#### [The problem]
Output the records that follow, keeping every line exactly as it is.

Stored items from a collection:
··········
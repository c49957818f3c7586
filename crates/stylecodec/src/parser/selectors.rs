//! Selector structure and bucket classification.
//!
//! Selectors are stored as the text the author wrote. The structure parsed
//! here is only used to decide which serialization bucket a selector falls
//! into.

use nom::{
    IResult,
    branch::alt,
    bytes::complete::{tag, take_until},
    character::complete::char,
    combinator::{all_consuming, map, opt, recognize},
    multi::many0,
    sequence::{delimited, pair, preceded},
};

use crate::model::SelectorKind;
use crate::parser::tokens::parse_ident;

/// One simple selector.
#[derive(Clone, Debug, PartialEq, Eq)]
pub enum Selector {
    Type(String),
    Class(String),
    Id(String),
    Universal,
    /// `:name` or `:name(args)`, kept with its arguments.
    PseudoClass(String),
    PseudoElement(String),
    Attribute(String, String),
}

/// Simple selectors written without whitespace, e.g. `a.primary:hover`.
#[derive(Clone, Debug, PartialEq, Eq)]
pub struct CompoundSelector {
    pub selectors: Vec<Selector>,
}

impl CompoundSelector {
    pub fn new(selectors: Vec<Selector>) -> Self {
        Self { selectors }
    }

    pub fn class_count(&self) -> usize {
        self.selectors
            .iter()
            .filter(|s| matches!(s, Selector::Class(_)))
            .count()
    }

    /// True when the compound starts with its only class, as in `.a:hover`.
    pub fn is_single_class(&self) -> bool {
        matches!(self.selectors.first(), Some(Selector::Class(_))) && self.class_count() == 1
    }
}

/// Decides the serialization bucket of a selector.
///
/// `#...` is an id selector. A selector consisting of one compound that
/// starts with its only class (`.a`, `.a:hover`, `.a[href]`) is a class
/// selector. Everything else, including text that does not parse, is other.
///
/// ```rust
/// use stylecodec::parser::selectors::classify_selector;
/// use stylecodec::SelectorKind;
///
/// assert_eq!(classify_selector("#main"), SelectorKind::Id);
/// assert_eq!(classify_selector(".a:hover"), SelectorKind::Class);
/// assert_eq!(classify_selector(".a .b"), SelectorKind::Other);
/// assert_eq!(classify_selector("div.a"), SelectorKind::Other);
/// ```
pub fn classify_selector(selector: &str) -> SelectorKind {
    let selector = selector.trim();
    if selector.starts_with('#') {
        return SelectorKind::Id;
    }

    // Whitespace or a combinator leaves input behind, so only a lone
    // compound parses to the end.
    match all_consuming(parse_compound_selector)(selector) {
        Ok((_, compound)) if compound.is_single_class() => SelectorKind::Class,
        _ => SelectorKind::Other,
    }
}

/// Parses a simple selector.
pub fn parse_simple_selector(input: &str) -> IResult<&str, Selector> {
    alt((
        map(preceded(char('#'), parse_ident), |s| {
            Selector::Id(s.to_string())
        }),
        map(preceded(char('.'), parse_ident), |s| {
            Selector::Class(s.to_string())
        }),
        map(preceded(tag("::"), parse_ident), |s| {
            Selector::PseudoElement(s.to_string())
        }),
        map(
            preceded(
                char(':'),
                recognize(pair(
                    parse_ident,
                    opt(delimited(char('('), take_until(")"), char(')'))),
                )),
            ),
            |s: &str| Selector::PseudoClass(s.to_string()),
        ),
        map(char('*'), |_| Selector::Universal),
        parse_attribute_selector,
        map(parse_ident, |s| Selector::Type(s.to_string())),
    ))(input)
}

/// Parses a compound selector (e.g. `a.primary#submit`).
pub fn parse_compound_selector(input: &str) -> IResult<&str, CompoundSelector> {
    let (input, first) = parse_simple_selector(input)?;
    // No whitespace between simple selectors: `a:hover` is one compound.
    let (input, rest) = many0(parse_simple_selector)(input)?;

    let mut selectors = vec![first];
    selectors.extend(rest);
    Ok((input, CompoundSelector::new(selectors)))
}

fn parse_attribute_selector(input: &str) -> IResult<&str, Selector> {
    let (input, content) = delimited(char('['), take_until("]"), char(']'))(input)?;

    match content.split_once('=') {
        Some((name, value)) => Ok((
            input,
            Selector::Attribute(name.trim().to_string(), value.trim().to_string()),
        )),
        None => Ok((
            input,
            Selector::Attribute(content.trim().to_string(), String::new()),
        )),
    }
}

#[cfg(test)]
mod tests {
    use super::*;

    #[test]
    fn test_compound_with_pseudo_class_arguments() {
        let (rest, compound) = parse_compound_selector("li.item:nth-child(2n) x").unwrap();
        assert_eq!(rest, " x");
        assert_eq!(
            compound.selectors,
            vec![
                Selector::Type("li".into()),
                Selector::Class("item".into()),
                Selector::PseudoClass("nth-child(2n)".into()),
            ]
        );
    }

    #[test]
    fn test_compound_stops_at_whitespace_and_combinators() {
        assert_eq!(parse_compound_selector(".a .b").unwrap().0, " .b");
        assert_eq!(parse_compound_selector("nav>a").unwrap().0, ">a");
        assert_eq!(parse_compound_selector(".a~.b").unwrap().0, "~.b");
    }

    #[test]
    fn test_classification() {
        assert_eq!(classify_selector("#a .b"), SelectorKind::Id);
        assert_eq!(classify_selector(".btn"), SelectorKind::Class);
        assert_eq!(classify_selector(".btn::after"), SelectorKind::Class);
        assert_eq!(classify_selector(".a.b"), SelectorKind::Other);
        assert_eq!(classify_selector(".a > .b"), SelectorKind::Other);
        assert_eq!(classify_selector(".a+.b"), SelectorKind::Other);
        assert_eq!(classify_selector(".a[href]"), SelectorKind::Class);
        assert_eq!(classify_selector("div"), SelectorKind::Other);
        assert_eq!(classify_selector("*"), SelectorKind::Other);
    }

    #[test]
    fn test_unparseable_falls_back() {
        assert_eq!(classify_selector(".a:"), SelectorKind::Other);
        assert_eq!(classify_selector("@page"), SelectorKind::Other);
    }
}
··········
#### [Problem solution]
repository c49957818f3c7586
filename crates/stylecodec/src/parser/selectors.rs
//! Selector structure and bucket classification.
//!
//! Selectors are stored as the text the author wrote. The structure parsed
//! here is only used to decide which serialization bucket a selector falls
//! into.

use nom::{
    IResult,
    branch::alt,
    bytes::complete::{tag, take_until},
    character::complete::char,
    combinator::{all_consuming, map, opt, recognize},
    multi::many0,
    sequence::{delimited, pair, preceded},
};

use crate::model::SelectorKind;
use crate::parser::tokens::parse_ident;

/// One simple selector.
#[derive(Clone, Debug, PartialEq, Eq)]
pub enum Selector {
    Type(String),
    Class(String),
    Id(String),
    Universal,
    /// `:name` or `:name(args)`, kept with its arguments.
    PseudoClass(String),
    PseudoElement(String),
    Attribute(String, String),
}

/// Simple selectors written without whitespace, e.g. `a.primary:hover`.
#[derive(Clone, Debug, PartialEq, Eq)]
pub struct CompoundSelector {
    pub selectors: Vec<Selector>,
}

impl CompoundSelector {
    pub fn new(selectors: Vec<Selector>) -> Self {
        Self { selectors }
    }

    pub fn class_count(&self) -> usize {
        self.selectors
            .iter()
            .filter(|s| matches!(s, Selector::Class(_)))
            .count()
    }

    /// True when the compound starts with its only class, as in `.a:hover`.
    pub fn is_single_class(&self) -> bool {
        matches!(self.selectors.first(), Some(Selector::Class(_))) && self.class_count() == 1
    }
}

/// Decides the serialization bucket of a selector.
///
/// `#...` is an id selector. A selector consisting of one compound that
/// starts with its only class (`.a`, `.a:hover`, `.a[href]`) is a class
/// selector. Everything else, including text that does not parse, is other.
///
/// ```rust
/// use stylecodec::parser::selectors::classify_selector;
/// use stylecodec::SelectorKind;
///
/// assert_eq!(classify_selector("#main"), SelectorKind::Id);
/// assert_eq!(classify_selector(".a:hover"), SelectorKind::Class);
/// assert_eq!(classify_selector(".a .b"), SelectorKind::Other);
/// assert_eq!(classify_selector("div.a"), SelectorKind::Other);
/// ```
pub fn classify_selector(selector: &str) -> SelectorKind {
    let selector = selector.trim();
    if selector.starts_with('#') {
        return SelectorKind::Id;
    }

    // Whitespace or a combinator leaves input behind, so only a lone
    // compound parses to the end.
    match all_consuming(parse_compound_selector)(selector) {
        Ok((_, compound)) if compound.is_single_class() => SelectorKind::Class,
        _ => SelectorKind::Other,
    }
}

/// Parses a simple selector.
pub fn parse_simple_selector(input: &str) -> IResult<&str, Selector> {
    alt((
        map(preceded(char('#'), parse_ident), |s| {
            Selector::Id(s.to_string())
        }),
        map(preceded(char('.'), parse_ident), |s| {
            Selector::Class(s.to_string())
        }),
        map(preceded(tag("::"), parse_ident), |s| {
            Selector::PseudoElement(s.to_string())
        }),
        map(
            preceded(
                char(':'),
                recognize(pair(
                    parse_ident,
                    opt(delimited(char('('), take_until(")"), char(')'))),
                )),
            ),
            |s: &str| Selector::PseudoClass(s.to_string()),
        ),
        map(char('*'), |_| Selector::Universal),
        parse_attribute_selector,
        map(parse_ident, |s| Selector::Type(s.to_string())),
    ))(input)
}

/// Parses a compound selector (e.g. `a.primary#submit`).
pub fn parse_compound_selector(input: &str) -> IResult<&str, CompoundSelector> {
    let (input, first) = parse_simple_selector(input)?;
    // No whitespace between simple selectors: `a:hover` is one compound.
    let (input, rest) = many0(parse_simple_selector)(input)?;

    let mut selectors = vec![first];
    selectors.extend(rest);
    Ok((input, CompoundSelector::new(selectors)))
}

fn parse_attribute_selector(input: &str) -> IResult<&str, Selector> {
    let (input, content) = delimited(char('['), take_until("]"), char(']'))(input)?;

    match content.split_once('=') {
        Some((name, value)) => Ok((
            input,
            Selector::Attribute(name.trim().to_string(), value.trim().to_string()),
        )),
        None => Ok((
            input,
            Selector::Attribute(content.trim().to_string(), String::new()),
        )),
    }
}

#[cfg(test)]
mod tests {
    use super::*;

    #[test]
    fn test_compound_with_pseudo_class_arguments() {
        let (rest, compound) = parse_compound_selector("li.item:nth-child(2n) x").unwrap();
        assert_eq!(rest, " x");
        assert_eq!(
            compound.selectors,
            vec![
                Selector::Type("li".into()),
                Selector::Class("item".into()),
                Selector::PseudoClass("nth-child(2n)".into()),
            ]
        );
    }

    #[test]
    fn test_compound_stops_at_whitespace_and_combinators() {
        assert_eq!(parse_compound_selector(".a .b").unwrap().0, " .b");
        assert_eq!(parse_compound_selector("nav>a").unwrap().0, ">a");
        assert_eq!(parse_compound_selector(".a~.b").unwrap().0, "~.b");
    }

    #[test]
    fn test_classification() {
        assert_eq!(classify_selector("#a .b"), SelectorKind::Id);
        assert_eq!(classify_selector(".btn"), SelectorKind::Class);
        assert_eq!(classify_selector(".btn::after"), SelectorKind::Class);
        assert_eq!(classify_selector(".a.b"), SelectorKind::Other);
        assert_eq!(classify_selector(".a > .b"), SelectorKind::Other);
        assert_eq!(classify_selector(".a+.b"), SelectorKind::Other);
        assert_eq!(classify_selector(".a[href]"), SelectorKind::Class);
        assert_eq!(classify_selector("div"), SelectorKind::Other);
        assert_eq!(classify_selector("*"), SelectorKind::Other);
    }

    #[test]
    fn test_unparseable_falls_back() {
        assert_eq!(classify_selector(".a:"), SelectorKind::Other);
        assert_eq!(classify_selector("@page"), SelectorKind::Other);
    }
}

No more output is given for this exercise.